A Spark Scala application is a JVM program written in Scala that uses Apache Spark libraries to process data locally or on a Spark cluster. In this tutorial, we shall set up a Scala project with Apache Spark in Eclipse IDE and run a simple WordCount example.

The example uses Spark Core RDD operations, so it is easy to see the basic flow: read a text file, split each line into words, convert each word into a pair, reduce the pairs by key, and write the result. The same structure is useful when you later package the application as a JAR and run it with spark-submit.

Spark Scala WordCount project requirements in Eclipse

Before creating the Eclipse project, check these items. Most Spark Scala setup errors come from using an incompatible Scala library, missing Spark JARs, or writing output to a folder that already exists.
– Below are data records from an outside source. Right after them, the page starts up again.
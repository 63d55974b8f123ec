//! DigitalOcean v2 REST client.

use std::time::Duration;

use async_trait::async_trait;
use reqwest::{Method, Response};
use serde::de::DeserializeOwned;
use tracing::{debug, warn};

use dropletops_core::{Action, ActionId, Droplet, DropletId, Snapshot, SnapshotId};

use crate::error::{ApiError, ApiResult};
use crate::wire::{
    ActionEnvelope, DropletActionRequest, DropletEnvelope, ErrorBody, SnapshotsPage,
};
use crate::ComputeApi;

/// Page size for snapshot listing. The provider caps it at 200.
const PER_PAGE: usize = 100;

/// Hard stop for pagination in case the provider keeps returning `next`.
const MAX_PAGES: usize = 100;

/// Client for the DigitalOcean API, authenticated with a bearer token.
#[derive(Clone)]
pub struct DigitalOceanClient {
    http: reqwest::Client,
    base_url: String,
    token: String,
}

impl DigitalOceanClient {
    /// Create a client against `base_url` (normally
    /// `https://api.digitalocean.com`).
    pub fn new(base_url: &str, token: &str, timeout: Duration) -> ApiResult<Self> {
        let http = reqwest::Client::builder()
            .timeout(timeout)
            .user_agent(concat!("dropletops/", env!("CARGO_PKG_VERSION")))
            .build()
            .map_err(|e| ApiError::Client(e.to_string()))?;

        Ok(Self {
            http,
            base_url: base_url.trim_end_matches('/').to_string(),
            token: token.to_string(),
        })
    }

    pub fn base_url(&self) -> &str {
        &self.base_url
    }

    async fn send(
        &self,
        method: Method,
        path: &str,
        body: Option<serde_json::Value>,
    ) -> ApiResult<Response> {
        let method_name = method_str(&method);
        let url = format!("{}{path}", self.base_url);
        debug!(method = method_name, %path, "provider request");

        let mut req = self.http.request(method, &url).bearer_auth(&self.token);
        if let Some(body) = body {
            req = req.json(&body);
        }

        let resp = req.send().await.map_err(|source| ApiError::Transport {
            method: method_name,
            path: path.to_string(),
            source,
        })?;

        let status = resp.status();
        if status.is_success() {
            return Ok(resp);
        }

        let text = resp.text().await.unwrap_or_default();
        let message = serde_json::from_str::<ErrorBody>(&text)
            .map(|b| b.message)
            .unwrap_or_else(|_| status.canonical_reason().unwrap_or("error").to_string());
        warn!(method = method_name, %path, status = status.as_u16(), %message, "provider rejected request");
        Err(ApiError::Status {
            method: method_name,
            path: path.to_string(),
            status: status.as_u16(),
            message,
        })
    }

    async fn decode<T: DeserializeOwned>(
        resp: Response,
        method: &'static str,
        path: &str,
    ) -> ApiResult<T> {
        let text = resp.text().await.map_err(|source| ApiError::Transport {
            method,
            path: path.to_string(),
            source,
        })?;
        serde_json::from_str(&text).map_err(|source| ApiError::Decode {
            path: path.to_string(),
            source,
        })
    }

    async fn get_json<T: DeserializeOwned>(&self, path: &str) -> ApiResult<T> {
        let resp = self.send(Method::GET, path, None).await?;
        Self::decode(resp, "GET", path).await
    }
}

#[async_trait]
impl ComputeApi for DigitalOceanClient {
    async fn get_droplet(&self, droplet: DropletId) -> ApiResult<Droplet> {
        let env: DropletEnvelope = self.get_json(&format!("/v2/droplets/{droplet}")).await?;
        Ok(env.droplet.into())
    }

    async fn create_snapshot(&self, droplet: DropletId, name: &str) -> ApiResult<Action> {
        let path = format!("/v2/droplets/{droplet}/actions");
        let body = serde_json::to_value(DropletActionRequest::snapshot(name)).map_err(|source| {
            ApiError::Decode {
                path: path.clone(),
                source,
            }
        })?;
        let resp = self.send(Method::POST, &path, Some(body)).await?;
        let env: ActionEnvelope = Self::decode(resp, "POST", &path).await?;
        Ok(env.action.into())
    }

    async fn get_action(&self, droplet: DropletId, action: ActionId) -> ApiResult<Action> {
        let env: ActionEnvelope = self
            .get_json(&format!("/v2/droplets/{droplet}/actions/{action}"))
            .await?;
        Ok(env.action.into())
    }

    async fn list_snapshots(&self, droplet: DropletId) -> ApiResult<Vec<Snapshot>> {
        let mut snapshots = Vec::new();

        for page in 1..=MAX_PAGES {
            let path = format!("/v2/droplets/{droplet}/snapshots?page={page}&per_page={PER_PAGE}");
            let body: SnapshotsPage = self.get_json(&path).await?;
            let fetched = body.snapshots.len();
            let more = body.has_next();
            snapshots.extend(body.snapshots.into_iter().map(Snapshot::from));

            if !more || fetched == 0 {
                break;
            }
            if page == MAX_PAGES {
                warn!(%droplet, pages = MAX_PAGES, "snapshot listing truncated");
            }
        }

        debug!(%droplet, count = snapshots.len(), "listed snapshots");
        Ok(snapshots)
    }

    async fn delete_snapshot(&self, snapshot: &SnapshotId) -> ApiResult<()> {
        self.send(Method::DELETE, &format!("/v2/snapshots/{snapshot}"), None)
            .await?;
        Ok(())
    }
}

fn method_str(method: &Method) -> &'static str {
    if *method == Method::GET {
        "GET"
    } else if *method == Method::POST {
        "POST"
    } else if *method == Method::DELETE {
        "DELETE"
    } else if *method == Method::PUT {
        "PUT"
    } else {
        "REQUEST"
    }
}

#[cfg(test)]
mod tests {
    use super::*;

    #[test]
    fn base_url_is_normalized() {
        let client =
            DigitalOceanClient::new("https://api.example.test/", "t", Duration::from_secs(1))
                .unwrap();
        assert_eq!(client.base_url(), "https://api.example.test");
    }

    #[test]
    fn method_names() {
        assert_eq!(method_str(&Method::GET), "GET");
        assert_eq!(method_str(&Method::DELETE), "DELETE");
        assert_eq!(method_str(&Method::PATCH), "REQUEST");
    }
}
Java: Install a JDK version supported by the Spark distribution you are using.
Scala: Use the same Scala binary version that your Spark build uses. For example, Spark artifacts ending in _2.13 require Scala 2.13.
Apache Spark: Download Spark from the official Spark downloads page and use the JARs from its jars directory for this Eclipse setup.
Eclipse Scala support: Install a Scala plugin that works with your Eclipse version, or use a Scala-enabled Eclipse distribution if that is available for your environment.
Input file: Create a local input file at data/wordcount/input.txt, because the example below reads from that path.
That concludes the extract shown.